* _REQUIREMENT_: For each line below that includes the string "first", show the whole line.

* _PROVIDED RECORDS_:
++++

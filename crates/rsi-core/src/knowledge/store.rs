//! Knowledge Store - file-backed knowledge base
//!
//! The knowledge base is one JSON document. Every mutation helper loads the
//! whole document, changes it, and writes it back; there is no partial-record
//! locking, so one process must own the store for the duration of a run
//! (see [`crate::storage::StateLock`]).

use crate::error::{KnowledgeError, Result};
use crate::knowledge::types::*;
use crate::storage;
use crate::types::now;
use std::path::{Path, PathBuf};

/// Handle to the persisted knowledge base
#[derive(Debug, Clone)]
pub struct KnowledgeStore {
    path: PathBuf,
}

impl KnowledgeStore {
    pub fn new(path: impl Into<PathBuf>) -> Self {
        Self { path: path.into() }
    }

    pub fn path(&self) -> &Path {
        &self.path
    }

    /// Load the knowledge base. A missing or unreadable file is an empty,
    /// valid knowledge base, so first runs bootstrap silently.
    pub async fn load(&self) -> KnowledgeBase {
        storage::read_json_or_default(&self.path).await
    }

    /// Persist the knowledge base, stamping `lastUpdated`
    pub async fn save(&self, kb: &mut KnowledgeBase) -> Result<()> {
        kb.last_updated = now();
        storage::write_json(&self.path, kb).await
    }

    /// Read-modify-write the whole document in one step. Nothing is written
    /// when `f` leaves the knowledge base unchanged.
    pub async fn update<T, F>(&self, f: F) -> Result<T>
    where
        F: FnOnce(&mut KnowledgeBase) -> Result<T>,
    {
        let mut kb = self.load().await;
        let before = kb.clone();
        let out = f(&mut kb)?;
        if kb != before {
            self.save(&mut kb).await?;
        }
        Ok(out)
    }

    pub async fn add_error(&self, entry: ErrorEntry) -> Result<String> {
        self.update(|kb| Ok(kb.add_error(entry))).await
    }

    pub async fn add_fix(&self, error_id: &str, fix: Fix) -> Result<String> {
        self.update(|kb| kb.add_fix(error_id, fix)).await
    }

    /// Returns `false` when a pattern with the same id already exists
    pub async fn add_pattern(&self, pattern: Pattern) -> Result<bool> {
        self.update(|kb| Ok(kb.add_pattern(pattern))).await
    }

    pub async fn add_rule(&self, rule: Rule) -> Result<bool> {
        self.update(|kb| Ok(kb.add_rule(rule))).await
    }

    pub async fn link_similar(&self, a: &str, b: &str) -> Result<()> {
        self.update(|kb| kb.link_similar(a, b)).await
    }

    pub async fn link_prevention_rule(&self, error_id: &str, rule_id: &str) -> Result<()> {
        self.update(|kb| kb.link_prevention_rule(error_id, rule_id)).await
    }

    pub async fn deprecate_rule(&self, rule_id: &str) -> Result<()> {
        self.update(|kb| kb.deprecate_rule(rule_id)).await
    }
}

impl KnowledgeBase {
    pub fn error(&self, id: &str) -> Option<&ErrorEntry> {
        self.errors.iter().find(|e| e.id == id)
    }

    fn error_mut(&mut self, id: &str) -> Result<&mut ErrorEntry> {
        self.errors
            .iter_mut()
            .find(|e| e.id == id)
            .ok_or_else(|| KnowledgeError::ErrorNotFound(id.to_string()).into())
    }

    pub fn pattern(&self, id: &str) -> Option<&Pattern> {
        self.patterns.iter().find(|p| p.id == id)
    }

    pub fn rule(&self, id: &str) -> Option<&Rule> {
        self.rules.iter().find(|r| r.id == id)
    }

    /// Append an error entry and return its id
    pub fn add_error(&mut self, entry: ErrorEntry) -> String {
        let id = entry.id.clone();
        self.errors.push(entry);
        id
    }

    /// Append a fix to an existing error and return the fix id
    pub fn add_fix(&mut self, error_id: &str, fix: Fix) -> Result<String> {
        let entry = self.error_mut(error_id)?;
        let fix_id = fix.id.clone();
        entry.fixes.push(fix);
        Ok(fix_id)
    }

    pub fn add_pattern(&mut self, pattern: Pattern) -> bool {
        if self.pattern(&pattern.id).is_some() {
            return false;
        }
        self.patterns.push(pattern);
        true
    }

    pub fn add_rule(&mut self, rule: Rule) -> bool {
        if self.rule(&rule.id).is_some() {
            return false;
        }
        self.rules.push(rule);
        true
    }

    /// Link two errors in both directions. Self-links and repeats are no-ops.
    pub fn link_similar(&mut self, a: &str, b: &str) -> Result<()> {
        // Validate both ends before touching either so a bad id leaves no half link.
        self.error_mut(a)?;
        self.error_mut(b)?;
        if a == b {
            return Ok(());
        }

        let first = self.error_mut(a)?;
        if !first.similar_errors.iter().any(|id| id == b) {
            first.similar_errors.push(b.to_string());
        }
        let second = self.error_mut(b)?;
        if !second.similar_errors.iter().any(|id| id == a) {
            second.similar_errors.push(a.to_string());
        }
        Ok(())
    }

    pub fn link_prevention_rule(&mut self, error_id: &str, rule_id: &str) -> Result<()> {
        let entry = self.error_mut(error_id)?;
        if !entry.prevention_rules.iter().any(|id| id == rule_id) {
            entry.prevention_rules.push(rule_id.to_string());
        }
        Ok(())
    }

    pub fn deprecate_rule(&mut self, rule_id: &str) -> Result<()> {
        let rule = self
            .rules
            .iter_mut()
            .find(|r| r.id == rule_id)
            .ok_or_else(|| KnowledgeError::RuleNotFound(rule_id.to_string()))?;
        rule.deprecated = true;
        Ok(())
    }

    /// Find an entry with the same type, category and signature
    pub fn find_exact(&self, error_type: &str, category: &str, pattern: &str) -> Option<&ErrorEntry> {
        self.errors.iter().find(|e| {
            e.error_type == error_type && e.category == category && e.pattern == pattern
        })
    }

    pub fn fix_count(&self) -> usize {
        self.errors.iter().map(|e| e.fixes.len()).sum()
    }
}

++++

* _EXERCISE OUTPUT_:
    /// valid knowledge base, so first runs bootstrap silently.
        let first = self.error_mut(a)?;
        if !first.similar_errors.iter().any(|id| id == b) {
            first.similar_errors.push(b.to_string());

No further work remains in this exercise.